Records drawn from a dataset
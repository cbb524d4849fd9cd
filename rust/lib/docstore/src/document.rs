use serde::{Deserialize, Serialize};
use serde_json::{Map, Value};

/// Field map of one document, as stored.
pub type Fields = Map<String, Value>;

/// A stored document: its store-assigned id plus its fields.
#[derive(Debug, Clone, PartialEq, Serialize, Deserialize)]
pub struct Document {
    pub id: String,
    pub fields: Fields,
}

impl Document {
    pub fn new(id: impl Into<String>, fields: Fields) -> Self {
        Self {
            id: id.into(),
            fields,
        }
    }

    pub fn get(&self, field: &str) -> Option<&Value> {
        self.fields.get(field)
    }
}

/// The full content of a collection at one point in time.
///
/// Documents are ordered by id. `sequence` grows with every write the
/// store publishes, so a later snapshot never carries a smaller one.
#[derive(Debug, Clone, PartialEq)]
pub struct Snapshot {
    pub collection: String,
    pub sequence: u64,
    pub documents: Vec<Document>,
}

impl Snapshot {
    pub fn len(&self) -> usize {
        self.documents.len()
    }

    pub fn is_empty(&self) -> bool {
        self.documents.is_empty()
    }

    pub fn find(&self, id: &str) -> Option<&Document> {
        self.documents.iter().find(|d| d.id == id)
    }

    pub fn contains(&self, id: &str) -> bool {
        self.find(id).is_some()
    }
}

/// Fresh document id: 32 lowercase hex characters.
pub fn new_id() -> String {
    uuid::Uuid::new_v4().to_string().replace('-', "")
}

/// Overwrite `base` with every field present in `patch`.
pub(crate) fn merge_fields(base: &mut Fields, patch: Fields) {
    for (key, value) in patch {
        base.insert(key, value);
    }
}
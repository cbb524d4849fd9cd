//! Inventory form and live inventory view.
//!
//! Structure:
//! - `model` / `draft`: product records, their stored shape, and the
//!   string-typed buffer behind the form and the edit prompt.
//! - `state/`: state types held in the Flux store.
//! - `request/`: request types dispatched through the Flux router.
//! - `handlers/`: request handlers and their registration.
//! - `sync`: the snapshot consumer that keeps the mirror current.
//! - `view` / `render`: derived view model and its text layouts.
//! - `app`: `InventoryApp`, the handle that wires it all together.

pub mod app;
pub mod binding;
pub mod config;
pub mod draft;
pub mod format;
pub mod handlers;
pub mod model;
pub mod render;
pub mod request;
pub mod state;
pub mod sync;
pub mod view;

pub use app::InventoryApp;
pub use binding::StoreBinding;
pub use config::InventoryConfig;
pub use draft::{DraftField, ProductDraft};
pub use model::{Product, Record};
pub use render::Layout;
pub use view::InventoryView;
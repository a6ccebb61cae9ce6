//! Error types for the Lucero chat client.

/// Top-level error type for the chat client.
///
/// Only [`ChatError::TurnInProgress`] and [`ChatError::EmptyMessage`] ever
/// reach a caller of the conversation; every other variant is recovered
/// inside the turn that produced it and only shows up in the logs.
#[derive(Debug, thiserror::Error)]
pub enum ChatError {
    /// Malformed base64 audio payload.
    #[error("decode error: {0}")]
    Decode(String),

    /// Chat or speech service call failed.
    #[error("remote call error: {0}")]
    Remote(String),

    /// Key/value store read or write failed.
    #[error("persistence error: {0}")]
    Persistence(String),

    /// Audio output device or stream error.
    #[error("playback error: {0}")]
    Playback(String),

    /// Configuration error.
    #[error("config error: {0}")]
    Config(String),

    /// I/O error.
    #[error("I/O error: {0}")]
    Io(#[from] std::io::Error),

    /// A submit arrived while another turn was still in flight.
    #[error("a turn is already in progress")]
    TurnInProgress,

    /// A submit carried no text after trimming.
    #[error("message is empty")]
    EmptyMessage,
}

impl From<base64::DecodeError> for ChatError {
    fn from(e: base64::DecodeError) -> Self {
        Self::Decode(e.to_string())
    }
}

impl From<reqwest::Error> for ChatError {
    fn from(e: reqwest::Error) -> Self {
        Self::Remote(e.to_string())
    }
}

/// Convenience result type.
pub type Result<T> = std::result::Result<T, ChatError>;
//! Google Gemini adapters for the chat and speech services.
//!
//! Both services use the `models/{model}:generateContent` endpoint. The chat
//! adapter replays the whole [`ChatSession`] on every turn; the speech adapter
//! asks for an `AUDIO` response and returns the inline base64 PCM payload
//! (24 kHz, mono, 16-bit little-endian).

use super::{ChatService, ChatSession, SpeechService, TurnRole};
use crate::config::{ChatConfig, TtsConfig};
use crate::error::{ChatError, Result};
use async_trait::async_trait;
use serde::{Deserialize, Serialize};
use std::time::{Duration, Instant};
use tracing::{debug, info, warn};

/// Longest error body echoed into an error message.
const MAX_ERROR_BODY: usize = 300;

// ── Wire format ───────────────────────────────────────────────

#[derive(Debug, Serialize)]
#[serde(rename_all = "camelCase")]
struct GenerateContentRequest<'a> {
    #[serde(skip_serializing_if = "Option::is_none")]
    system_instruction: Option<Content<'a>>,
    contents: Vec<Content<'a>>,
    #[serde(skip_serializing_if = "Option::is_none")]
    generation_config: Option<GenerationConfig<'a>>,
}

#[derive(Debug, Serialize)]
struct Content<'a> {
    #[serde(skip_serializing_if = "Option::is_none")]
    role: Option<&'static str>,
    parts: Vec<TextPart<'a>>,
}

impl<'a> Content<'a> {
    fn text(role: Option<&'static str>, text: &'a str) -> Self {
        Self {
            role,
            parts: vec![TextPart { text }],
        }
    }
}

#[derive(Debug, Serialize)]
struct TextPart<'a> {
    text: &'a str,
}

#[derive(Debug, Serialize)]
#[serde(rename_all = "camelCase")]
struct GenerationConfig<'a> {
    response_modalities: [&'static str; 1],
    speech_config: SpeechConfig<'a>,
}

#[derive(Debug, Serialize)]
#[serde(rename_all = "camelCase")]
struct SpeechConfig<'a> {
    voice_config: VoiceConfig<'a>,
}

#[derive(Debug, Serialize)]
#[serde(rename_all = "camelCase")]
struct VoiceConfig<'a> {
    prebuilt_voice_config: PrebuiltVoiceConfig<'a>,
}

#[derive(Debug, Serialize)]
#[serde(rename_all = "camelCase")]
struct PrebuiltVoiceConfig<'a> {
    voice_name: &'a str,
}

#[derive(Debug, Default, Deserialize)]
struct GenerateContentResponse {
    #[serde(default)]
    candidates: Vec<Candidate>,
}

#[derive(Debug, Deserialize)]
struct Candidate {
    content: Option<ResponseContent>,
}

#[derive(Debug, Deserialize)]
struct ResponseContent {
    #[serde(default)]
    parts: Vec<ResponsePart>,
}

#[derive(Debug, Deserialize)]
#[serde(rename_all = "camelCase")]
struct ResponsePart {
    text: Option<String>,
    inline_data: Option<InlineData>,
}

#[derive(Debug, Deserialize)]
#[serde(rename_all = "camelCase")]
struct InlineData {
    #[serde(default)]
    mime_type: Option<String>,
    #[serde(default)]
    data: String,
}

impl GenerateContentResponse {
    fn first_parts(&self) -> Option<&[ResponsePart]> {
        self.candidates
            .first()
            .and_then(|c| c.content.as_ref())
            .map(|c| c.parts.as_slice())
    }
}

fn role_name(role: TurnRole) -> &'static str {
    match role {
        TurnRole::User => "user",
        TurnRole::Model => "model",
    }
}

// ── HTTP client ───────────────────────────────────────────────

/// Authenticated HTTP client for the Gemini API.
#[derive(Debug, Clone)]
pub struct GeminiClient {
    http: reqwest::Client,
    base_url: String,
    api_key: String,
}

impl GeminiClient {
    /// Create a client for `base_url` (including the version segment).
    ///
    /// # Errors
    ///
    /// Returns a config error if the key is blank or the HTTP client cannot be built.
    pub fn new(base_url: impl Into<String>, api_key: impl Into<String>, timeout: Duration) -> Result<Self> {
        let api_key = api_key.into();
        if api_key.trim().is_empty() {
            return Err(ChatError::Config("Gemini API key is empty".into()));
        }
        let http = reqwest::Client::builder()
            .timeout(timeout)
            .build()
            .map_err(|e| ChatError::Config(format!("cannot build HTTP client: {e}")))?;
        Ok(Self {
            http,
            base_url: base_url.into().trim_end_matches('/').to_owned(),
            api_key,
        })
    }

    /// Create a client from the `[chat]` config section.
    ///
    /// # Errors
    ///
    /// Returns a config error if no API key is configured or set in the environment.
    pub fn from_config(config: &ChatConfig) -> Result<Self> {
        let api_key = config.resolved_api_key().ok_or_else(|| {
            ChatError::Config(
                "no Gemini API key: set chat.api_key or the GEMINI_API_KEY environment variable"
                    .into(),
            )
        })?;
        Self::new(
            config.base_url.clone(),
            api_key,
            Duration::from_secs(config.request_timeout_secs),
        )
    }

    async fn generate(
        &self,
        model: &str,
        request: &GenerateContentRequest<'_>,
    ) -> Result<GenerateContentResponse> {
        let url = format!("{}/models/{model}:generateContent", self.base_url);
        let response = self
            .http
            .post(&url)
            .header("x-goog-api-key", &self.api_key)
            .json(request)
            .send()
            .await?;

        let status = response.status();
        if !status.is_success() {
            let body = response.text().await.unwrap_or_default();
            let body: String = body.chars().take(MAX_ERROR_BODY).collect();
            return Err(ChatError::Remote(format!("{model} returned {status}: {body}")));
        }

        response
            .json::<GenerateContentResponse>()
            .await
            .map_err(|e| ChatError::Remote(format!("invalid {model} response: {e}")))
    }
}

// ── Chat ──────────────────────────────────────────────────────

/// Gemini chat model.
#[derive(Debug, Clone)]
pub struct GeminiChat {
    client: GeminiClient,
    model: String,
    system_instruction: String,
}

impl GeminiChat {
    /// Create a chat adapter over an existing client.
    pub fn new(
        client: GeminiClient,
        model: impl Into<String>,
        system_instruction: impl Into<String>,
    ) -> Self {
        Self {
            client,
            model: model.into(),
            system_instruction: system_instruction.into(),
        }
    }

    /// Create a chat adapter from the `[chat]` config section.
    ///
    /// # Errors
    ///
    /// Returns a config error if no API key is available.
    pub fn from_config(config: &ChatConfig) -> Result<Self> {
        let client = GeminiClient::from_config(config)?;
        info!("Gemini chat configured: model={}", config.model);
        Ok(Self::new(
            client,
            config.model.clone(),
            config.system_instruction.clone(),
        ))
    }
}

#[async_trait]
impl ChatService for GeminiChat {
    fn open_session(&self) -> ChatSession {
        ChatSession::new(self.system_instruction.clone())
    }

    async fn send_turn(&self, user_text: &str, session: &mut ChatSession) -> Result<String> {
        let mut contents: Vec<Content<'_>> = session
            .turns()
            .iter()
            .map(|t| Content::text(Some(role_name(t.role)), &t.text))
            .collect();
        contents.push(Content::text(Some("user"), user_text));

        let system = session.system_instruction();
        let request = GenerateContentRequest {
            system_instruction: (!system.is_empty()).then(|| Content::text(None, system)),
            contents,
            generation_config: None,
        };

        let started = Instant::now();
        let response = self.client.generate(&self.model, &request).await?;
        let parts = response
            .first_parts()
            .ok_or_else(|| ChatError::Remote(format!("{} returned no candidates", self.model)))?;
        let reply: String = parts.iter().filter_map(|p| p.text.as_deref()).collect();
        if reply.is_empty() {
            return Err(ChatError::Remote(format!("{} returned no text", self.model)));
        }

        debug!(
            "chat reply in {:.0?}: {} chars, session has {} exchanges",
            started.elapsed(),
            reply.len(),
            session.exchanges() + 1
        );
        session.record_exchange(user_text, &reply);
        Ok(reply)
    }
}

// ── Speech ────────────────────────────────────────────────────

/// Gemini text-to-speech model.
#[derive(Debug, Clone)]
pub struct GeminiSpeech {
    client: GeminiClient,
    model: String,
    voice: String,
}

impl GeminiSpeech {
    /// Create a speech adapter over an existing client.
    pub fn new(client: GeminiClient, model: impl Into<String>, voice: impl Into<String>) -> Self {
        Self {
            client,
            model: model.into(),
            voice: voice.into(),
        }
    }

    /// Create a speech adapter from the `[chat]` (credentials) and `[tts]` sections.
    ///
    /// # Errors
    ///
    /// Returns a config error if no API key is available.
    pub fn from_config(chat: &ChatConfig, tts: &TtsConfig) -> Result<Self> {
        let client = GeminiClient::from_config(chat)?;
        info!("Gemini speech configured: model={} voice={}", tts.model, tts.voice);
        Ok(Self::new(client, tts.model.clone(), tts.voice.clone()))
    }
}

#[async_trait]
impl SpeechService for GeminiSpeech {
    async fn synthesize(&self, text: &str) -> Result<Option<String>> {
        if text.trim().is_empty() {
            return Ok(None);
        }

        let request = GenerateContentRequest {
            system_instruction: None,
            contents: vec![Content::text(None, text)],
            generation_config: Some(GenerationConfig {
                response_modalities: ["AUDIO"],
                speech_config: SpeechConfig {
                    voice_config: VoiceConfig {
                        prebuilt_voice_config: PrebuiltVoiceConfig {
                            voice_name: &self.voice,
                        },
                    },
                },
            }),
        };

        let started = Instant::now();
        let response = self.client.generate(&self.model, &request).await?;
        let inline = response
            .first_parts()
            .and_then(<[ResponsePart]>::first)
            .and_then(|p| p.inline_data.as_ref())
            .filter(|d| !d.data.is_empty());

        match inline {
            Some(data) => {
                debug!(
                    "speech payload in {:.0?}: {} base64 chars ({})",
                    started.elapsed(),
                    data.data.len(),
                    data.mime_type.as_deref().unwrap_or("unknown mime type")
                );
                Ok(Some(data.data.clone()))
            }
            None => {
                warn!("TTS service did not return audio data");
                Ok(None)
            }
        }
    }
}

→ **Problem statement**
Output exactly the span of lines beginning at the first line of the records and ending at the line that holds "plus its fields.", inclusive, with no other text.

→ **Your solution**
repository cbb524d4849fd9cd
filename rust/lib/docstore/src/document.rs
use serde::{Deserialize, Serialize};
use serde_json::{Map, Value};

/// Field map of one document, as stored.
pub type Fields = Map<String, Value>;

/// A stored document: its store-assigned id plus its fields.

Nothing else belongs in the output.